Data for the task »
==============================
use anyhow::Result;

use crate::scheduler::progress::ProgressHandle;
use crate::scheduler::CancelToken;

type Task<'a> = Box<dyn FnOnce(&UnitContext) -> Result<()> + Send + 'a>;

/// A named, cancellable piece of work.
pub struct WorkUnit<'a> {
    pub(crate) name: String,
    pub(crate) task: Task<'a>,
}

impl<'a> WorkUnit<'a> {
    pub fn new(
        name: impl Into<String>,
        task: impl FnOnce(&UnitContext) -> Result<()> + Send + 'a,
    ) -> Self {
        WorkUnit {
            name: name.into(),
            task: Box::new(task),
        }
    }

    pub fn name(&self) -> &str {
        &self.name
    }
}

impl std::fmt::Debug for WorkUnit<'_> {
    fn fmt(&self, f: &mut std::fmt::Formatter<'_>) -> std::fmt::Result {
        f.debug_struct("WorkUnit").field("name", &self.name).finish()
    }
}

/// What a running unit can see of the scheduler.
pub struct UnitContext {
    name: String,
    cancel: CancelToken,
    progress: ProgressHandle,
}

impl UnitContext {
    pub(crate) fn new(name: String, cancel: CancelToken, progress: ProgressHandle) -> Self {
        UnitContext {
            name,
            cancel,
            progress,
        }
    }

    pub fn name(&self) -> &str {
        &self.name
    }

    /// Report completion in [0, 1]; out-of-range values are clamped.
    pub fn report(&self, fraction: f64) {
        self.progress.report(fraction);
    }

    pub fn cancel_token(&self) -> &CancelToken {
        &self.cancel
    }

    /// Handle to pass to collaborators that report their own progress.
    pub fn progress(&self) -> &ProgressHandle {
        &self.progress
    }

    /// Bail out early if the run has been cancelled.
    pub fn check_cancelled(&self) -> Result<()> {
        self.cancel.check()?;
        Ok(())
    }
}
==============================
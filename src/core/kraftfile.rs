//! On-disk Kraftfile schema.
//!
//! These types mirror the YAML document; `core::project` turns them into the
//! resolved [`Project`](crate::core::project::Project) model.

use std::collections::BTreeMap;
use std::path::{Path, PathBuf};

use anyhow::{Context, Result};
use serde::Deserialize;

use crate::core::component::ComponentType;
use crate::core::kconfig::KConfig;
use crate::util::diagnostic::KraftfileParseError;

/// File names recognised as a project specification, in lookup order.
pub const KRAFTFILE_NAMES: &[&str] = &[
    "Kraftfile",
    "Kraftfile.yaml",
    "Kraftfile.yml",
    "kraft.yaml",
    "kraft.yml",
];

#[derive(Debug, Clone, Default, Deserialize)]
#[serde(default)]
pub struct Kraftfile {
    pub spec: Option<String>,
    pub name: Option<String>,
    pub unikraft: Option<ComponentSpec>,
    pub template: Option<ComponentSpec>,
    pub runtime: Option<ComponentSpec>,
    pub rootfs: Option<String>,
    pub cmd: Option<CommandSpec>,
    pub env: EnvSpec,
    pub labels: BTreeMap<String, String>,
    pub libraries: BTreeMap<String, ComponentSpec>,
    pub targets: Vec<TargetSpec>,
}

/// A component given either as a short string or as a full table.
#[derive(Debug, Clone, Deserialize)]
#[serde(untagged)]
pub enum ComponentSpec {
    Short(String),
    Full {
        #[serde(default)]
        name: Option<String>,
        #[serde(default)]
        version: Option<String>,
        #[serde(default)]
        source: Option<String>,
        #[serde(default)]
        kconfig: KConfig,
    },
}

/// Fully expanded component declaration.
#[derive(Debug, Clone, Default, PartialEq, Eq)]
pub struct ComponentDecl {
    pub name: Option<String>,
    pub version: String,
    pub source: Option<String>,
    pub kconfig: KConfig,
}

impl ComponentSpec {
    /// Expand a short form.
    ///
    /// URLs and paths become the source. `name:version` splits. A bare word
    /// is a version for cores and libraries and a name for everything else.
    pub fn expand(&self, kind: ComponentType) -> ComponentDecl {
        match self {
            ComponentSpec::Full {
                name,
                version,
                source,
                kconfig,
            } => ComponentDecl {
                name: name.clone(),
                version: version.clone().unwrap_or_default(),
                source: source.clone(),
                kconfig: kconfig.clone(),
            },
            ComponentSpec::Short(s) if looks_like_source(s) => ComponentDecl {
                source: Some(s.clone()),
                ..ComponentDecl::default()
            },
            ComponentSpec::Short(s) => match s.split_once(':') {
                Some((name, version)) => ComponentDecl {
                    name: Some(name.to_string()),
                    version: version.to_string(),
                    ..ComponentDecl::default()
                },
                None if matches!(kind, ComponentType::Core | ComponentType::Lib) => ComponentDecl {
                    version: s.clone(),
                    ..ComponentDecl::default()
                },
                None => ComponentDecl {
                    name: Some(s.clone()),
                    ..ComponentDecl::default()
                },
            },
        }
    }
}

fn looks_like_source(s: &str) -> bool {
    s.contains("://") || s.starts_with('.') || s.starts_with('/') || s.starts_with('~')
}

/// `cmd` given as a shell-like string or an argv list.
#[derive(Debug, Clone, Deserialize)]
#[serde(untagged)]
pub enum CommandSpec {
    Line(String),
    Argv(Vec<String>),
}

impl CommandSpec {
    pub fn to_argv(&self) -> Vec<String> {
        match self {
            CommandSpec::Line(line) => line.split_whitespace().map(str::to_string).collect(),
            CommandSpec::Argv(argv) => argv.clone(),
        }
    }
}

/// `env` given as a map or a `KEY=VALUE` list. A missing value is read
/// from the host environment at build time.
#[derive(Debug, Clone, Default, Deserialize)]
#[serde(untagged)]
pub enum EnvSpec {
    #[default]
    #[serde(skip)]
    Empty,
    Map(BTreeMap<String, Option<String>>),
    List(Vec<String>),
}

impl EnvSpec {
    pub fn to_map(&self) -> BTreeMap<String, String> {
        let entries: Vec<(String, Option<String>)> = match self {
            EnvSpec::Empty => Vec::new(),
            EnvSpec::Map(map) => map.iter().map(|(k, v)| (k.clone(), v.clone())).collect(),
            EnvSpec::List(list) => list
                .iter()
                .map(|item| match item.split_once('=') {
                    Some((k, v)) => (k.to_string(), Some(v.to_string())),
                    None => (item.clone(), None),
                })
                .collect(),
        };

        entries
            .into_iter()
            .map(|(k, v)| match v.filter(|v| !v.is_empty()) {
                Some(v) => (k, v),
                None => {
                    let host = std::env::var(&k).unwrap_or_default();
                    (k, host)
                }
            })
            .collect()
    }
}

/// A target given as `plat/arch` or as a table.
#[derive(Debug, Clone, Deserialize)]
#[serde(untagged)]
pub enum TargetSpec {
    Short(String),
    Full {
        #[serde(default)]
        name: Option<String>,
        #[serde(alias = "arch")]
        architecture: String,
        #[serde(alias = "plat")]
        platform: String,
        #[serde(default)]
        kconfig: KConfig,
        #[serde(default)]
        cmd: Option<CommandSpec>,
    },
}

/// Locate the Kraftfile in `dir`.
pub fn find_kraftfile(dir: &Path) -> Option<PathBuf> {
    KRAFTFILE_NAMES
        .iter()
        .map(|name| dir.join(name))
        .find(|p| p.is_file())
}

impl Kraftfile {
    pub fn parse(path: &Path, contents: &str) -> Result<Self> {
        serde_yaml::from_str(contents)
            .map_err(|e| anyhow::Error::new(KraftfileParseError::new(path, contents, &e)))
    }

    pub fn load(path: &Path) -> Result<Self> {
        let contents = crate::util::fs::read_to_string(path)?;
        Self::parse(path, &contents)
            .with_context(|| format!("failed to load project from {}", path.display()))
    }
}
==============================
Exercise instructions » Please report how many lines in the records contain the string "kind", and write nothing besides that number.

Exercise response » 2